### [Description of the task]
Below is a block of records; please copy all of them exactly.

****************************************

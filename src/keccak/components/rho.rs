use super::super::{rotl64, RHO_OFFSETS};

pub fn rho(state: &mut [[u64; 5]; 5]) {
	for x in 0 .. 5 {
		for y in 0 .. 5 {
			state[x][y] = rotl64(state[x][y], RHO_OFFSETS[x][y]);
		}
	}
}

#[test]
fn rotates_each_lane_by_its_offset() {
	let mut state = [[1; 5]; 5];

	rho(&mut state);

	assert_eq!(state[0][0], 1);
	assert_eq!(state[1][0], 1u64 << 1);
	assert_eq!(state[0][1], 1u64 << 36);
	assert_eq!(state[2][2], 1u64 << 43);
	assert_eq!(state[4][4], 1u64 << 14);
}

****************************************

### [Reply]
filename src/keccak/components/rho.rs
use super::super::{rotl64, RHO_OFFSETS};

pub fn rho(state: &mut [[u64; 5]; 5]) {
	for x in 0 .. 5 {
		for y in 0 .. 5 {
			state[x][y] = rotl64(state[x][y], RHO_OFFSETS[x][y]);
		}
	}
}

#[test]
fn rotates_each_lane_by_its_offset() {
	let mut state = [[1; 5]; 5];

	rho(&mut state);

	assert_eq!(state[0][0], 1);
	assert_eq!(state[1][0], 1u64 << 1);
	assert_eq!(state[0][1], 1u64 << 36);
	assert_eq!(state[2][2], 1u64 << 43);
	assert_eq!(state[4][4], 1u64 << 14);
}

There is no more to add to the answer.